La fiducia verso il futuro economico e sociale italiano sta pian piano svanendo e l’ottimismo si raffredda.

Nonostante i governi cerchino di rassicurarci guardando a ogni minimo cambiamento percentuale positivo e a lievi miglioramenti dell’economia e del mercato del lavoro, il clima e il morale degli italiani non è sicuramente sereno.

Lo testimoniano infatti i dati dei sondaggi della Demos-Coop sulla percezione sociale che i cittadini hanno di loro stessi e sulle speranze verso il futuro. Due italiani su tre affermano che "è inutile fare progetti per sé e per la propria famiglia poiché il futuro è incerto e pieno di rischi”.

Negli anni precedenti questo pensiero accomunava il 55% degli italiani, oggi invece la percentuale è più alta di ben 7 punti.

Ci siamo abituati e rassegnati al corso della storia, il nostro tempo non è di ribellione, ma di delusione e di rassegnazione per quella che sembra una situazione immutabile anche se ovviamente non di nostro gradimento. Un altro dato è la consapevolezza della perdita di posizione sociale: lo scivolamento nella scala di classe. Nel 2006 coloro che si identificavano con il ceto medio erano il 60%, invece oggi la metà degli italiani (54%) ritiene di far parte di una classe sociale medio-bassa, quando nel 2011 la percentuale era di 12 punti inferiore. Questa tendenza è in crescita, e,  allo stesso tempo, diminuisce il numero di coloro che si identificano nella fascia media, oggi pari al 39% della popolazione mentre solo l’anno scorso si attestava al 45%.
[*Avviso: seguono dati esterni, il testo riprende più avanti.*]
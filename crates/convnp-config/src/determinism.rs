// SPDX-License-Identifier: AGPL-3.0-or-later
// © 2025 Ryo ∴ SpiralArchitect (kishkavsesvit@icloud.com)
// Part of SpiralTorch — Licensed under AGPL-3.0-or-later.
// Unauthorized derivative works or closed redistribution prohibited under AGPL §13.

use rand::{rngs::StdRng, SeedableRng};
use std::collections::hash_map::DefaultHasher;
use std::hash::{Hash, Hasher};
use std::sync::OnceLock;

/// Deterministic runtime configuration for parameter initialisation and
/// latent sampling.
#[derive(Clone, Debug)]
pub struct DeterminismConfig {
    /// Whether deterministic execution is enabled globally.
    pub enabled: bool,
    /// Base seed used to derive per-component seeds.
    pub base_seed: u64,
}

impl DeterminismConfig {
    /// Builds a configuration snapshot from environment variables.
    fn from_env() -> Self {
        let enabled = std::env::var("CONVNP_DETERMINISTIC")
            .ok()
            .map(|v| !matches!(v.as_str(), "0" | "false" | "False" | "off" | "OFF"))
            .unwrap_or(false);

        let base_seed = std::env::var("CONVNP_DETERMINISTIC_SEED")
            .ok()
            .and_then(|v| v.parse::<u64>().ok())
            .unwrap_or(42);

        Self { enabled, base_seed }
    }

    /// Derives a deterministic seed for a given component label.
    pub fn seed_for<L: Hash>(&self, label: L) -> u64 {
        let mut hasher = DefaultHasher::new();
        self.base_seed.hash(&mut hasher);
        label.hash(&mut hasher);
        hasher.finish()
    }
}

static CONFIG: OnceLock<DeterminismConfig> = OnceLock::new();

/// Returns the lazily initialised deterministic configuration.
pub fn config() -> &'static DeterminismConfig {
    CONFIG.get_or_init(DeterminismConfig::from_env)
}

/// Overrides the deterministic configuration. Only the first call (or the
/// first implicit read) wins; later calls return the active snapshot.
pub fn configure(cfg: DeterminismConfig) -> &'static DeterminismConfig {
    CONFIG.get_or_init(|| cfg)
}

/// Returns a RNG derived from the provided label. When determinism is disabled
/// this falls back to a random seed from the operating system.
pub fn rng_from_label(label: &str) -> StdRng {
    let cfg = config();
    if cfg.enabled {
        StdRng::seed_from_u64(cfg.seed_for(label))
    } else {
        StdRng::from_entropy()
    }
}

/// Returns a RNG seeded from an optional explicit seed, respecting deterministic
/// overrides when the seed is not provided.
pub fn rng_from_optional(seed: Option<u64>, label: &str) -> StdRng {
    match seed {
        Some(value) => StdRng::seed_from_u64(value),
        None => rng_from_label(label),
    }
}
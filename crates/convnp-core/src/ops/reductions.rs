// SPDX-License-Identifier: AGPL-3.0-or-later
// © 2025 Ryo ∴ SpiralArchitect (kishkavsesvit@icloud.com)
// Part of SpiralTorch — Licensed under AGPL-3.0-or-later.
// Unauthorized derivative works or closed redistribution prohibited under AGPL §13.

//! Reductions with max-shifted, overflow-free forms.

use ndarray::{ArrayD, Axis, Zip};

use super::{apply_one, broadcast_view, normalise_axes, Operation};
use crate::backend::ExecContext;
use crate::error::Result;
use crate::Tensor;

fn sum_keepdims(array: ArrayD<f64>, axes: &[usize]) -> ArrayD<f64> {
    axes.iter().fold(array, |acc, &axis| {
        acc.sum_axis(Axis(axis)).insert_axis(Axis(axis))
    })
}

/// Running maximum over `axes`, kept as singleton axes. Non-finite maxima are
/// replaced by zero so that all-`-inf` slices do not produce `inf - inf`.
fn shift(array: &ArrayD<f64>, axes: &[usize]) -> ArrayD<f64> {
    let mut max = axes.iter().fold(array.clone(), |acc, &axis| {
        acc.fold_axis(Axis(axis), f64::NEG_INFINITY, |m, v| m.max(*v))
            .insert_axis(Axis(axis))
    });
    max.mapv_inplace(|m| if m.is_finite() { m } else { 0.0 });
    max
}

#[derive(Debug)]
struct LogSumExp {
    axes: Vec<usize>,
}

impl Operation for LogSumExp {
    fn name(&self) -> &'static str {
        "logsumexp"
    }

    fn forward(&self, _ctx: &ExecContext, inputs: &[&ArrayD<f64>]) -> Result<Vec<ArrayD<f64>>> {
        let x = inputs[0];
        let max = shift(x, &self.axes);
        let max_b = broadcast_view(&max, x.shape())?;
        let shifted = Zip::from(x).and(&max_b).map_collect(|x, m| (x - m).exp());
        let total = sum_keepdims(shifted, &self.axes);
        Ok(vec![Zip::from(&max).and(&total).map_collect(|m, s| m + s.ln())])
    }

    fn backward(
        &self,
        _ctx: &ExecContext,
        inputs: &[ArrayD<f64>],
        outputs: &[ArrayD<f64>],
        grads: &[ArrayD<f64>],
    ) -> Result<Vec<Option<ArrayD<f64>>>> {
        let x = &inputs[0];
        let result = broadcast_view(&outputs[0], x.shape())?;
        let g = broadcast_view(&grads[0], x.shape())?;
        let gx = Zip::from(x).and(&result).and(&g).map_collect(|x, r, g| {
            let w = (x - r).exp();
            if w.is_nan() {
                0.0
            } else {
                g * w
            }
        });
        Ok(vec![Some(gx)])
    }
}

#[derive(Debug)]
struct Softmax {
    axes: Vec<usize>,
}

impl Operation for Softmax {
    fn name(&self) -> &'static str {
        "softmax"
    }

    fn forward(&self, _ctx: &ExecContext, inputs: &[&ArrayD<f64>]) -> Result<Vec<ArrayD<f64>>> {
        let x = inputs[0];
        let max = shift(x, &self.axes);
        let max_b = broadcast_view(&max, x.shape())?;
        let e = Zip::from(x).and(&max_b).map_collect(|x, m| (x - m).exp());
        let total = sum_keepdims(e.clone(), &self.axes);
        let total_b = broadcast_view(&total, x.shape())?;
        Ok(vec![Zip::from(&e).and(&total_b).map_collect(|e, s| e / s)])
    }

    fn backward(
        &self,
        _ctx: &ExecContext,
        _inputs: &[ArrayD<f64>],
        outputs: &[ArrayD<f64>],
        grads: &[ArrayD<f64>],
    ) -> Result<Vec<Option<ArrayD<f64>>>> {
        let (y, g) = (&outputs[0], &grads[0]);
        let dot = sum_keepdims(g * y, &self.axes);
        let dot_b = broadcast_view(&dot, y.shape())?;
        let gx = Zip::from(y)
            .and(g)
            .and(&dot_b)
            .map_collect(|y, g, d| y * (g - d));
        Ok(vec![Some(gx)])
    }
}

#[derive(Debug)]
struct Sum {
    axes: Vec<usize>,
    keepdim: bool,
}

impl Operation for Sum {
    fn name(&self) -> &'static str {
        "sum"
    }

    fn forward(&self, _ctx: &ExecContext, inputs: &[&ArrayD<f64>]) -> Result<Vec<ArrayD<f64>>> {
        let kept = sum_keepdims(inputs[0].clone(), &self.axes);
        if self.keepdim {
            return Ok(vec![kept]);
        }
        let out = self
            .axes
            .iter()
            .rev()
            .fold(kept, |acc, &axis| acc.index_axis_move(Axis(axis), 0));
        Ok(vec![out])
    }

    fn backward(
        &self,
        _ctx: &ExecContext,
        inputs: &[ArrayD<f64>],
        _outputs: &[ArrayD<f64>],
        grads: &[ArrayD<f64>],
    ) -> Result<Vec<Option<ArrayD<f64>>>> {
        let mut g = grads[0].clone();
        if !self.keepdim {
            for &axis in &self.axes {
                g = g.insert_axis(Axis(axis));
            }
        }
        Ok(vec![Some(broadcast_view(&g, inputs[0].shape())?.to_owned())])
    }
}

/// `max + log Σ exp(x − max)` over `axes`, keeping them as singleton axes.
///
/// When every reduced axis already has size one the input is returned as is
/// and nothing is recorded on the tape.
pub fn logsumexp(ctx: &ExecContext, x: &Tensor, axes: &[usize]) -> Result<Tensor> {
    let shape = x.shape();
    let axes = normalise_axes("logsumexp", axes, shape.len())?;
    if axes.iter().all(|&axis| shape[axis] == 1) {
        return Ok(x.clone());
    }
    apply_one(ctx, LogSumExp { axes }, &[x])
}

/// Softmax over `axes`.
pub fn softmax(ctx: &ExecContext, x: &Tensor, axes: &[usize]) -> Result<Tensor> {
    let axes = normalise_axes("softmax", axes, x.ndim())?;
    apply_one(ctx, Softmax { axes }, &[x])
}

/// Sum over `axes`; an empty axis list sums everything.
pub fn sum(ctx: &ExecContext, x: &Tensor, axes: &[usize], keepdim: bool) -> Result<Tensor> {
    let axes = if axes.is_empty() {
        (0..x.ndim()).collect()
    } else {
        normalise_axes("sum", axes, x.ndim())?
    };
    apply_one(ctx, Sum { axes, keepdim }, &[x])
}

#[cfg(test)]
mod tests {
    use super::*;
    use approx::assert_relative_eq;

    #[test]
    fn logsumexp_survives_huge_inputs() {
        let ctx = ExecContext::cpu();
        let x = Tensor::from_shape_vec(&[3], vec![1e30, 0.0, 0.0]).unwrap();
        let y = logsumexp(&ctx, &x, &[0]).unwrap().item().unwrap();
        assert!(y.is_finite());
        assert_relative_eq!(y, 1e30, max_relative = 1e-12);
    }

    #[test]
    fn logsumexp_skips_singleton_axes() {
        let ctx = ExecContext::cpu();
        let x = Tensor::parameter(ndarray::ArrayD::zeros(ndarray::IxDyn(&[4, 1])));
        let y = logsumexp(&ctx, &x, &[1]).unwrap();
        assert_eq!(y.id(), x.id());
        assert!(y.is_leaf());
    }

    #[test]
    fn softmax_normalises() {
        let ctx = ExecContext::cpu();
        let x = Tensor::from_shape_vec(&[2, 3], vec![1.0, 2.0, 3.0, 1e300, -1e300, 0.0]).unwrap();
        let y = softmax(&ctx, &x, &[1]).unwrap().data();
        for row in y.outer_iter() {
            assert_relative_eq!(row.sum(), 1.0, epsilon = 1e-12);
            assert!(row.iter().all(|v| v.is_finite()));
        }
    }

    #[test]
    fn sum_drops_axes_unless_kept() {
        let ctx = ExecContext::cpu();
        let x = Tensor::ones(&[2, 3, 4]);
        assert_eq!(sum(&ctx, &x, &[0, 2], false).unwrap().shape(), vec![3]);
        assert_eq!(sum(&ctx, &x, &[1], true).unwrap().shape(), vec![2, 1, 4]);
        assert_eq!(sum(&ctx, &x, &[], false).unwrap().item().unwrap(), 24.0);
    }
}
I numeri poi aumentano quando si analizza la situazione economico-sociale di coloro che già si attestavano sulla zona medio-bassa, cioè pensionati e operai. Tra loro la percezione di scivolamento sociale è aumentata del 17% negli ultimi anni fino ad arrivare al 65%. Due operai su tra si sentono ai margini della struttura sociale, quasi ai livelli della rivoluzione industriale.

Le cause di questo fenomeno sono sicuramente molte e varie, ma quella forse più importante è la mutata distribuzione della ricchezza negli ultimi anni. Nel nostro Paese, osserva l'Ocse, l'1% della popolazione detiene il 14,3% della ricchezza nazionale netta: il triplo rispetto al 40% più povero che possiede appena il 4,9%.

L'avvento della crisi economica ha peggiorato soltanto la situazione. A farne le spese sono stati principalmente le fasce medio-basse e basse della società. Nel periodo compreso tra il 2007 e il 2011, infatti, la perdita di reddito disponibile è stata più marcata per il 10% più povero della popolazione rispetto al 10% più ricco (- 4% contro - 1%). Nei sei anni della crisi economica, si è verificato un aumento della percentuale di famiglie che si trovano al di sotto della soglia di povertà passata dal 18 al 25%. Ad oggi sono 15 milioni le persone che si trovano in questa condizione. Erano 11 milioni, prima della crisi.

La mancanza di speranza e di prospettive future, unite ad una più pragmatica diminuzione della ricchezza delle famiglie, fa si che il morale degli italiani  non possa far altro che essere tendente al pessimismo. La frattura di classe percepita che tenderà ad aumentare e l’immutabile fenomeno per cui i ricchi saranno sempre più ricchi e i poveri sempre più poveri genera il clima delusione e rassegnazione generale in cui verte il paese e, nonostante tutto, non sembra esserci ombra di ribellione poiché tutto sommato si sopravvive ancora abbastanza bene. Pratichiamo "l'arte di arrangiarsi", della quale, in Italia, siamo tutti maestri, tuttavia, il problema esiste e tenderà a riprodursi fino a divenire patologico.

D'altronde, si tratta di una tendenza diffusa, non solo in Italia.

Come mostra il conflitto sociale esploso in Francia contro il Jobs Act. Per questo, conviene fare attenzione al degrado che coinvolge il sentimento sociale e spinge verso il basso quello che un tempo era il ceto medio, motore principale dell’ economia italiana e che sembra non avere  speranze di risollevarsi , perché così si rischia davvero di perdere il futuro.